Carnaby, you wrote: "The questions I'm most concerned with are why are we here and where did we come from. Where did the universe come from? Why is the universe here. Why is there such a thing as existance. All these questions are interesting, but probably unanswerable."

That's it, in a nutshell. The province and provenance of religion is the answering of the unanswerable. Science says "we don't know and will probably never know." A lot of people are more than a little uncomfortable with the unknown and unknowable.

To both of you, sorry, I missed the Intraspecies reference. Yet, I wonder why you reject archaeopteryx as a "mosaic creature"? How is one to recognize what is and what isn't a "transitional form"? And it's hardly as if the fossil record is smooth and regular.
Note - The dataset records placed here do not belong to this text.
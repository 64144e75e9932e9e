//! Sequential statement execution with error conversion

use super::errors::{ImportResult, Phase, convert_exception};
use super::options::ImportOptions;
use crate::database::Connection;
use crate::dialect::SqlDialect;
use crate::models::TableDefinition;

/// Runs statements one by one on a caller-held connection
pub(crate) struct StatementRunner<'a> {
    connection: &'a dyn Connection,
    dialect: &'a dyn SqlDialect,
    phase: Phase,
}

impl<'a> StatementRunner<'a> {
    pub(crate) fn new(connection: &'a dyn Connection, dialect: &'a dyn SqlDialect, phase: Phase) -> Self {
        Self {
            connection,
            dialect,
            phase,
        }
    }

    pub(crate) fn execute(&self, sql: &str) -> ImportResult<()> {
        tracing::debug!(sql = %sql, "executing statement");
        self.connection
            .execute(sql)
            .map(|_| ())
            .map_err(|e| convert_exception(e, self.phase))
    }

    pub(crate) fn count(&self, table: &TableDefinition) -> ImportResult<u64> {
        let sql = self.dialect.render_row_count(table);
        tracing::debug!(sql = %sql, "counting rows");
        self.connection
            .fetch_count(&sql)
            .map_err(|e| convert_exception(e, self.phase))
    }

    /// Execute destination-mutating statements, wrapped in a transaction when
    /// `use_transaction` is set
    ///
    /// The first failure stops the sequence. Inside a transaction a rollback
    /// is attempted before the error is returned.
    pub(crate) fn run(&self, options: &ImportOptions, statements: &[String]) -> ImportResult<()> {
        if !options.use_transaction {
            return statements.iter().try_for_each(|sql| self.execute(sql));
        }

        if let Some(begin) = self.dialect.render_begin_transaction() {
            self.execute(&begin)?;
        }
        let result = statements
            .iter()
            .try_for_each(|sql| self.execute(sql))
            .and_then(|()| self.execute(&self.dialect.render_commit_transaction()));
        if result.is_err() {
            let rollback = self.dialect.render_rollback_transaction();
            if let Err(e) = self.connection.execute(&rollback) {
                tracing::warn!(error = %e, "rollback failed");
            }
        }
        result
    }
}
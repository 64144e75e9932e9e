//! Azure Synapse Analytics statements
//!
//! Synapse has no `IF EXISTS` on drops, renames through `RENAME OBJECT` and
//! does not accept aliased targets in `UPDATE`/`DELETE`, so tables are always
//! referenced by their full name. Temporary tables are `#`-prefixed.

use super::{SqlDialect, TableRef};
use crate::import::{ErrorCode, ImportError, ImportOptions, ImportResult};
use crate::models::{DialectKind, TableDefinition, TableDistribution, TableIndexType};
use crate::source::{Compression, FileLayout, FileSource};

#[derive(Debug, Clone, Copy, Default)]
pub struct SynapseDialect;

impl SqlDialect for SynapseDialect {
    fn kind(&self) -> DialectKind {
        DialectKind::Synapse
    }

    fn quote_identifier(&self, name: &str) -> String {
        format!("[{}]", name.replace(']', "]]"))
    }

    fn temporary_table_name(&self, name: &str) -> String {
        format!("#{}", name)
    }

    fn render_distribution_clause(&self, table: &TableDefinition) -> Option<String> {
        let clause = match table.distribution? {
            TableDistribution::Hash => {
                format!("DISTRIBUTION = HASH({})", self.column_list(&table.distribution_columns))
            }
            TableDistribution::RoundRobin => "DISTRIBUTION = ROUND_ROBIN".to_string(),
            TableDistribution::Replicate => "DISTRIBUTION = REPLICATE".to_string(),
        };
        Some(clause)
    }

    fn render_index_clause(&self, table: &TableDefinition) -> Option<String> {
        let clause = match table.index? {
            TableIndexType::ClusteredColumnstoreIndex => "CLUSTERED COLUMNSTORE INDEX".to_string(),
            TableIndexType::Heap => "HEAP".to_string(),
            TableIndexType::ClusteredIndex => {
                format!("CLUSTERED INDEX({})", self.column_list(&table.index_columns))
            }
        };
        Some(clause)
    }

    fn render_drop_if_exists(&self, table: &TableDefinition) -> String {
        let name = self.table_name(table);
        format!(
            "IF OBJECT_ID (N'{}', N'U') IS NOT NULL DROP TABLE {}",
            name.replace('\'', "''"),
            name
        )
    }

    fn render_rename(&self, table: &TableDefinition, new_name: &str) -> String {
        format!(
            "RENAME OBJECT {} TO {}",
            self.table_name(table),
            self.quote_identifier(new_name)
        )
    }

    fn render_ctas(&self, target: &TableDefinition, select: &str) -> String {
        match self.render_table_options(target) {
            Some(options) => format!("CREATE TABLE {} {} AS {}", self.table_name(target), options, select),
            None => format!(
                "CREATE TABLE {} WITH (DISTRIBUTION = ROUND_ROBIN) AS {}",
                self.table_name(target),
                select
            ),
        }
    }

    fn render_cast_to_string(&self, expr: &str) -> String {
        format!("CAST({} AS NVARCHAR(4000))", expr)
    }

    fn render_is_distinct(&self, left: &str, right: &str) -> String {
        null_safe_difference(left, right, self.not_equal_operator())
    }

    fn table_reference(&self, table: &TableDefinition, _alias: &str) -> TableRef {
        let name = self.table_name(table);
        TableRef {
            from: name.clone(),
            reference: name,
        }
    }

    fn render_file_load(
        &self,
        source: &FileSource,
        staging: &TableDefinition,
        options: &ImportOptions,
    ) -> ImportResult<Vec<String>> {
        let csv = &source.csv;
        let Some(enclosure) = csv.enclosure.as_deref() else {
            return Err(ImportError::load(
                ErrorCode::InvalidCsvParams,
                "CSV property FIELDQUOTE|ECLOSURE must be set when using Synapse analytics.",
            ));
        };

        let mut with = vec![
            "FILE_TYPE='CSV'".to_string(),
            format!("FIELDQUOTE={}", self.quote_string(enclosure)),
            format!("FIELDTERMINATOR={}", self.quote_string(&csv.delimiter)),
            "ENCODING = 'UTF8'".to_string(),
        ];
        if options.number_of_ignored_lines > 0 {
            with.push(format!(
                "FIRSTROW={}",
                options.number_of_ignored_lines.saturating_add(1)
            ));
        }
        if source.compression == Compression::Gzip {
            with.push("COMPRESSION = 'GZIP'".to_string());
        }

        let files = match &source.layout {
            FileLayout::Folder => vec![format!("{}*", source.folder_prefix())],
            _ => source.files(),
        };
        let target = self.table_name(staging);
        let with = with.join(", ");
        Ok(files
            .chunks(self.file_chunk_size())
            .map(|chunk| {
                let from = chunk
                    .iter()
                    .map(|f| self.quote_string(f))
                    .collect::<Vec<_>>()
                    .join(", ");
                format!("COPY INTO {} FROM {} WITH ({})", target, from, with)
            })
            .collect())
    }
}

/// Inequality treating two NULLs as equal, for engines without
/// `IS DISTINCT FROM`
pub(super) fn null_safe_difference(left: &str, right: &str, not_equal: &str) -> String {
    format!(
        "({l} {ne} {r} OR ({l} IS NULL AND {r} IS NOT NULL) OR ({l} IS NOT NULL AND {r} IS NULL))",
        l = left,
        r = right,
        ne = not_equal
    )
}

#[cfg(test)]
mod tests {
    use super::*;
    use crate::datatype::TypeDefinition;
    use crate::models::ColumnDefinition;
    use crate::source::CsvOptions;

    fn table() -> TableDefinition {
        TableDefinition::new(
            "dbo",
            "accounts",
            vec![ColumnDefinition::new(
                "id",
                TypeDefinition::new(DialectKind::Synapse, "NVARCHAR", Some("4000")).unwrap(),
            )],
        )
        .with_distribution(TableDistribution::Hash, vec!["id".into()])
        .with_index(TableIndexType::Heap, Vec::new())
    }

    #[test]
    fn test_drop_resolves_quoted_names() {
        let mut table = table();
        table.schema = "import-export_schema".to_string();
        table.name = "o'brien.accounts".to_string();
        assert_eq!(
            SynapseDialect.render_drop_if_exists(&table),
            "IF OBJECT_ID (N'[import-export_schema].[o''brien.accounts]', N'U') IS NOT NULL DROP TABLE [import-export_schema].[o'brien.accounts]"
        );
    }

    #[test]
    fn test_create_with_layout_hints() {
        let sql = SynapseDialect.render_create_table(&table());
        assert_eq!(
            sql,
            "CREATE TABLE [dbo].[accounts] ([id] NVARCHAR(4000)) WITH (DISTRIBUTION = HASH([id]), HEAP)"
        );
    }

    #[test]
    fn test_drop_and_rename() {
        let dialect = SynapseDialect;
        assert_eq!(
            dialect.render_drop_if_exists(&table()),
            "IF OBJECT_ID (N'[dbo].[accounts]', N'U') IS NOT NULL DROP TABLE [dbo].[accounts]"
        );
        assert_eq!(
            dialect.render_rename(&table(), "accounts_old"),
            "RENAME OBJECT [dbo].[accounts] TO [accounts_old]"
        );
    }

    #[test]
    fn test_copy_requires_enclosure() {
        let source = FileSource::new("https://acc.blob.core.windows.net/c/f.csv", vec!["id".into()])
            .with_csv(CsvOptions {
                enclosure: None,
                ..CsvOptions::default()
            });
        let err = SynapseDialect
            .render_file_load(&source, &table(), &ImportOptions::default())
            .unwrap_err();
        assert_eq!(err.code(), ErrorCode::InvalidCsvParams);
        assert_eq!(
            err.to_string(),
            "CSV property FIELDQUOTE|ECLOSURE must be set when using Synapse analytics."
        );
    }

    #[test]
    fn test_copy_statement() {
        let source =
            FileSource::new("https://acc.blob.core.windows.net/c/f.csv", vec!["id".into()]).gzip();
        let options = ImportOptions::default().with_ignored_lines(1);
        let sql = SynapseDialect
            .render_file_load(&source, &table(), &options)
            .unwrap();
        assert_eq!(
            sql,
            vec![
                "COPY INTO [dbo].[accounts] FROM 'https://acc.blob.core.windows.net/c/f.csv' WITH (FILE_TYPE='CSV', FIELDQUOTE='\"', FIELDTERMINATOR=',', ENCODING = 'UTF8', FIRSTROW=2, COMPRESSION = 'GZIP')"
            ]
        );
    }

    #[test]
    fn test_null_safe_difference() {
        assert_eq!(
            SynapseDialect.render_is_distinct("a", "b"),
            "(a != b OR (a IS NULL AND b IS NOT NULL) OR (a IS NOT NULL AND b IS NULL))"
        );
    }
}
We're drawing a lot of conclusions from what is, in reality, a very spotty database.

One of the arguments against evolution is the very spottiness of that database. What are the odds of A) an ancient animal dying in such a way that it is preserved, and B) someone finding it and retrieving the fossil for scientific study? Infinitesimal, I'd think - but given the volume of life on Earth, we've gotten some damned fine, but tremendously rare specimines.
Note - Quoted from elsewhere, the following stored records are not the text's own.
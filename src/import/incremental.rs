//! Incremental load: merge staging rows into existing destination rows

use super::errors::{ImportResult, Phase};
use super::options::{ImportOptions, IncrementalStrategy};
use super::runner::StatementRunner;
use super::state::ImportState;
use super::timestamp_for;
use crate::database::Connection;
use crate::dialect::SqlDialect;
use crate::models::TableDefinition;
use crate::staging::{StagingTableFactory, TableGuard};
use crate::validation::SchemaValidator;

/// Incremental importer
pub struct IncrementalImporter<'a> {
    connection: &'a dyn Connection,
    dialect: &'a dyn SqlDialect,
}

impl<'a> IncrementalImporter<'a> {
    pub fn new(connection: &'a dyn Connection, dialect: &'a dyn SqlDialect) -> Self {
        Self {
            connection,
            dialect,
        }
    }

    /// Strategy used for `options` on this dialect
    ///
    /// An explicit update-insert request falls back to delete-insert on
    /// dialects without `UPDATE … FROM`.
    pub fn strategy(&self, options: &ImportOptions) -> IncrementalStrategy {
        match options.incremental_strategy {
            Some(IncrementalStrategy::UpdateInsert) if !self.dialect.supports_update_from() => {
                tracing::warn!(
                    dialect = %self.dialect.kind(),
                    "UPDATE FROM not supported, using delete-insert"
                );
                IncrementalStrategy::DeleteInsert
            }
            Some(strategy) => strategy,
            None => self.dialect.default_incremental_strategy(),
        }
    }

    /// Merge `staging` into `destination`; staging wins on key conflicts
    ///
    /// Without primary keys every staging row is appended.
    pub fn import_to_table(
        &self,
        staging: &TableDefinition,
        destination: &TableDefinition,
        options: &ImportOptions,
        mut state: ImportState,
    ) -> ImportResult<ImportState> {
        let staging = staging.without_columns(&options.ignore_columns);
        SchemaValidator::new().validate(&staging, destination, options)?;
        let timestamp = timestamp_for(&mut state, options);
        let runner = StatementRunner::new(self.connection, self.dialect, Phase::Merge);

        state.start_timer("merge");
        if destination.primary_keys.is_empty() {
            tracing::info!(table = %destination.name, "no primary key, appending rows");
            state.imported_rows_count = runner.count(&staging)?;
            let insert =
                self.dialect
                    .render_insert_all(&staging, destination, options, timestamp.as_deref());
            runner.run(options, &[insert])?;
        } else {
            let factory = StagingTableFactory::new(self.dialect);
            let dedup = factory.create_dedup_table_definition(&staging);
            let _dedup_guard = TableGuard::create(self.connection, self.dialect, dedup.clone())?;
            runner.execute(&self.dialect.render_dedup_insert(
                &staging,
                &dedup,
                &destination.primary_keys,
            ))?;
            state.imported_rows_count = runner.count(&dedup)?;

            let strategy = self.strategy(options);
            tracing::info!(table = %destination.name, ?strategy, "merging deduplicated rows");
            let mut statements = Vec::new();
            match strategy {
                IncrementalStrategy::UpdateInsert => {
                    statements.extend(self.dialect.render_update_with_primary_key(
                        &dedup,
                        destination,
                        options,
                        timestamp.as_deref(),
                    ));
                    statements.push(
                        self.dialect
                            .render_delete_from_source(&dedup, destination, options),
                    );
                }
                IncrementalStrategy::DeleteInsert => {
                    statements.push(
                        self.dialect
                            .render_delete_from_destination(&dedup, destination, options),
                    );
                }
            }
            statements.push(self.dialect.render_insert_all(
                &dedup,
                destination,
                options,
                timestamp.as_deref(),
            ));
            runner.run(options, &statements)?;
        }
        state.stop_timer("merge");

        state.table_name = destination.name.clone();
        Ok(state)
    }
}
Think of history as the spiral track on an LP record (remember those?) What we've retrieved is tiny microsecond clips of the soundtrack - sometimes in little clusters - with huge gaps in between. With that little bit of information, we're trying to piece together what the entire recording sounds like.

Personally, I think you're asking too much of the scientists, and of the record.
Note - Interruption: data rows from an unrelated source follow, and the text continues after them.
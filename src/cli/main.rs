//! CLI binary entry point for staged-import-cli

#[cfg(feature = "cli")]
use anyhow::Context;
#[cfg(feature = "cli")]
use clap::{Parser, Subcommand};
#[cfg(feature = "cli")]
use staged_import_sdk::cli::commands::plan::{PlanArgs, handle_plan};
#[cfg(all(feature = "cli", feature = "duckdb-backend"))]
use staged_import_sdk::cli::commands::run::{RunArgs, handle_run};
#[cfg(feature = "cli")]
use std::path::PathBuf;

#[cfg(feature = "cli")]
#[derive(Parser)]
#[command(name = "staged-import-cli")]
#[command(about = "Plan and run staged warehouse imports")]
#[command(version)]
struct Cli {
    #[command(subcommand)]
    command: Commands,
}

#[cfg(feature = "cli")]
#[derive(Subcommand)]
enum Commands {
    /// Print the statements an import would run
    Plan {
        /// Target dialect (snowflake, synapse, exasol, teradata, bigquery, duckdb)
        #[arg(short, long)]
        dialect: Option<String>,
        /// Destination table definition (.yaml or .sql)
        #[arg(long)]
        destination: PathBuf,
        /// Comma-separated source columns
        #[arg(short, long)]
        columns: String,
        /// Source file URL
        #[arg(long, default_value = "source.csv")]
        url: String,
        /// Directory containing .staged-import.toml
        #[arg(long)]
        config: Option<PathBuf>,
        /// Merge into existing rows instead of replacing them
        #[arg(short, long)]
        incremental: bool,
    },
    /// Import a CSV file into a DuckDB database
    #[cfg(feature = "duckdb-backend")]
    Run {
        /// DuckDB database file
        #[arg(long)]
        database: PathBuf,
        /// Destination table definition (.yaml or .sql)
        #[arg(long)]
        destination: PathBuf,
        /// CSV file with a header line
        #[arg(long)]
        csv: PathBuf,
        /// Directory containing .staged-import.toml
        #[arg(long)]
        config: Option<PathBuf>,
        /// Merge into existing rows instead of replacing them
        #[arg(short, long)]
        incremental: bool,
        /// Create the destination table first
        #[arg(long)]
        create: bool,
    },
}

#[cfg(feature = "cli")]
fn main() -> anyhow::Result<()> {
    let cli = Cli::parse();
    let result = match cli.command {
        Commands::Plan {
            dialect,
            destination,
            columns,
            url,
            config,
            incremental,
        } => handle_plan(&PlanArgs {
            dialect,
            destination,
            columns,
            url,
            config,
            incremental,
        }),
        #[cfg(feature = "duckdb-backend")]
        Commands::Run {
            database,
            destination,
            csv,
            config,
            incremental,
            create,
        } => handle_run(&RunArgs {
            database,
            destination,
            csv,
            config,
            incremental,
            create,
        }),
    };

    result.context("staged-import-cli failed")
}

#[cfg(not(feature = "cli"))]
fn main() {
    eprintln!("CLI feature is not enabled. Build with --features cli");
    std::process::exit(1);
}
//! Teradata statements
//!
//! Tables are created `MULTISET` so duplicate rows are kept until the dedup
//! step removes them. File sources are not supported; stage from a table or
//! a query instead.

use super::synapse::null_safe_difference;
use super::{SqlDialect, TableRef};
use crate::models::{DialectKind, TableDefinition};

#[derive(Debug, Clone, Copy, Default)]
pub struct TeradataDialect;

impl SqlDialect for TeradataDialect {
    fn kind(&self) -> DialectKind {
        DialectKind::Teradata
    }

    fn quote_identifier(&self, name: &str) -> String {
        format!("\"{}\"", name.replace('"', "\"\""))
    }

    fn create_table_keyword(&self, _temporary: bool) -> &'static str {
        "CREATE MULTISET TABLE"
    }

    fn render_drop_if_exists(&self, table: &TableDefinition) -> String {
        format!("DROP TABLE {}", self.table_name(table))
    }

    fn render_truncate(&self, table: &TableDefinition) -> String {
        format!("DELETE {} ALL", self.table_name(table))
    }

    fn render_rename(&self, table: &TableDefinition, new_name: &str) -> String {
        format!(
            "RENAME TABLE {} TO {}",
            self.table_name(table),
            self.quote_table(&table.schema, new_name)
        )
    }

    fn render_ctas(&self, target: &TableDefinition, select: &str) -> String {
        format!(
            "{} {} AS ({}) WITH DATA",
            self.create_table_keyword(target.temporary),
            self.table_name(target),
            select
        )
    }

    fn render_begin_transaction(&self) -> Option<String> {
        Some("BT".to_string())
    }

    fn render_commit_transaction(&self) -> String {
        "ET".to_string()
    }

    fn render_cast_to_string(&self, expr: &str) -> String {
        format!("CAST({} AS VARCHAR(32000))", expr)
    }

    fn render_empty_to_null(&self, expr: &str) -> String {
        format!("CASE WHEN {} = '' THEN NULL ELSE {} END", expr, expr)
    }

    fn not_equal_operator(&self) -> &'static str {
        "<>"
    }

    fn render_is_distinct(&self, left: &str, right: &str) -> String {
        null_safe_difference(left, right, self.not_equal_operator())
    }

    fn table_reference(&self, table: &TableDefinition, _alias: &str) -> TableRef {
        let name = self.table_name(table);
        TableRef {
            from: name.clone(),
            reference: name,
        }
    }

    fn render_update(
        &self,
        destination: &TableRef,
        source: &TableRef,
        set: &str,
        condition: &str,
    ) -> String {
        format!(
            "UPDATE {} FROM {} SET {} WHERE {}",
            destination.from, source.from, set, condition
        )
    }
}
The record does show, however, a climb from less complicated to more complicated life. It does show large quantities of life forms that no longer exist. It shows repeated mass die-offs, followed by new life forms. Logic compels one to the conclusion that evolution does work. It's the "exactly how" part we're still working on, and will be for decades if not centuries.

2/11/2005 4:10 PM  
Blogger Stickwick Stapers said...


Sorry for the delay in responding. The Mr. and I just bought a house, and I've been too busy to keep up with the blog.

So, where were we?

A mosaic creature is not a transitional, because it is classified (by biologists) as being fully one species or another. In the case of the archaeopteryx, it is classified as being fully a bird, even though it possesses some dinosaur features (nevermind that these dinosaur features -- claws, for instance -- are found on some modern birds). The distinction is this: mosaic creatures are fully formed, functional, and stable species; they are not in the process of changing from one species to another. A transitional species, according to the definition used by evolutionsts, must possess organs that are semi-developed, i.e. the animal is not a stable fully-functional species. No such fossils have been found (yet), and this is what prompted Gould to come up with punctuated equilibrium.

According to Darwinian evolutionary theory, the morphing takes place very, very gradually. We're talking millions of years during which these animals morph and die off, so there ought to be countless fossils showing the transitionals. If Darwinian evolution is correct, what are the odds in favor of finding only the stable species and none of the transitionals? I think Occam's Razor applies here.

Are you familiar with the Burgess Shale fossils? It's a good example of what I'm talking about. The Burgess Shale, located in British Columbia (where Carnaby and I lived for many years), is the site of what is probably the most famous fossil dig in the world. What is so remarkable about the Burgess Shale dig is that it yielded a very large diversity of well-preserved invertebrate species dating to the Middle Cambrian age -- fossils from every phyla except for one were found in the dig, all of which pointed to a simultaneous burst of life forms. Totally at odds with Darwinism. Charles Walcott, the man who discovered and collected about 60,000 of these fossils back in 1909, knew what the implications of his find were, but he was so "steeped in Darwinism" (as Schroeder puts it) that he buried the fossils away in the Smithsonian, where they remained hidden until 1985. How is that for cognitive dissonance.